Through implementing a Legislative tracking system the entire process becomes simple. It delivers the bills in your state, and gives you the ability to quickly review them and choose the ones you want to follow. Tracking software should allow you to search for bills by critical text to find the bills that contain language of interest to you. Once you identify a bill to track, you should be able to assign bills to folders to make it easier to retrieve groups of bills related to the same topic or bills that are relevant to specific issues. Your tracking system should allow you to assign a bill to multiple topics as legislation can affect many areas of an organization.
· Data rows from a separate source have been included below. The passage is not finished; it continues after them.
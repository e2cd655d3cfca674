use cid::Cid;

use crate::crypto::CIPHER_KEY_LENGTH;
use crate::db::{ENV_PINATA_API_KEY, ENV_PINATA_SECRET_KEY, MIN_BOOTSTRAPPERS};

/// Error is the set of failures a database instance can report.
#[derive(Debug, thiserror::Error)]
pub enum Error {
    #[error("project name is required for a database instance")]
    NoProject,

    #[error("database option could not be applied: {0}")]
    DbOption(String),

    #[error("at least {} bootstrapper addresses are required", MIN_BOOTSTRAPPERS)]
    Bootstrappers,

    #[error("IPFS node is offline")]
    NodeOffline,

    #[error("IPFS node is still online")]
    NodeOnline,

    #[error("no peer ID listed for the current IPFS node")]
    NoPeerId,

    #[error("no CID provided")]
    NoCid,

    #[error("database entry points to a non-CBOR node: {0}")]
    NodeFormat(Cid),

    #[error("key not found in the database: {0}")]
    KeyNotFound(String),

    #[error("record already linked to the provided UUID: {0}")]
    LinkExists(String),

    #[error("a different record is already stored against this key")]
    AttemptedOverwrite,

    #[error("incoming record is not derived from the stored version of this key")]
    RecordHistory,

    #[error("cannot replace a record with one that is not more recent")]
    AttemptedUpdate,

    #[error("database has reached its maximum number of entries ({0})")]
    MaxEntriesExceeded(usize),

    #[error("could not update the project snapshot")]
    SnapshotUpdate(#[source] anyhow::Error),

    #[error("could not load the provided snapshot")]
    InvalidSnapshot(#[source] anyhow::Error),

    #[error("no password found in {0}")]
    NoEnvSet(&'static str),

    #[error("cannot derive a cipher key from the provided password")]
    CipherPassword,

    #[error("cipher key must be {} bytes", CIPHER_KEY_LENGTH)]
    CipherKeyLength,

    #[error("record field is encrypted but no cipher key is configured")]
    CipherKeyMissing,

    #[error("could not decrypt record field (password mismatch?)")]
    CipherPasswordMismatch,

    #[error("record is already encrypted")]
    Encrypted,

    #[error("{} is not set", ENV_PINATA_API_KEY)]
    PinataKey,

    #[error("{} is not set", ENV_PINATA_SECRET_KEY)]
    PinataSecret,

    #[error("pinata API error: {0}")]
    PinataApi(#[source] anyhow::Error),

    #[error("no active pubsub subscription for this database")]
    NoSub,

    #[error("no peer addresses provided")]
    NoPeers,

    #[error("record serialization failed")]
    Serialization(#[from] serde_json::Error),

    #[error(transparent)]
    Ipfs(#[from] anyhow::Error),
}

pub type Result<T, E = Error> = std::result::Result<T, E>;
Finally, once you identify a bill to be monitored, the system should do the work of updating the status of a bill so it shows you how the bill is progressing through the legislative process. If you invest in legislative tracking software, you can reduce your effort to find bills and see what has happened to them on a day to day basis, saving you great amounts of time.
Communicate
Once your bills are organized, a good legislative tracking system will assist in communicating the topics to your audience. As a lobbyist, it is important to consider that there are two types of communication. First, you want to make sure that the key points of a piece of legislation are known to your audience. Some Legislative Tracking software has features that can “lead” people with the information about why the bill is important. Good software has ability to enter notes and text that can be seen by your audience to get that point across. You also need feedback from certain members of your audience to help develop the strategy for a bill. Often that feedback comes in the form of phone calls and disparate emails. A good tracking system will have the ability for someone reading a bill to submit comments and store those comments with the bill for easy access by the lobbyists. With all comments in one place, the job of reviewing information becomes much easier.
Advocate
Organization and communication are the cornerstones of an effective advocacy campaign. If you are communicating the issues and explaining your position to your audience they are more likely to be concerned with their legislature’s action on controversial bills. If this is the case, members of your audience will be empowered to get your message out to legislators. We’ve notcied that grassroots advocacy works better when the advocates are informed instead of being asked to participate without having any background information. If you can publish the issues with a tracking system, you have mastered half the problem of running an advocacy campaign
With the combination of large numbers of bills, swift moving responses to legislation, and the need for distributing bill information, lobbyists need technology to keep up. Whether you are a government agency lobbyist, a private lobbyist, or an association lobbyist, technology can help you do more with fewer resources.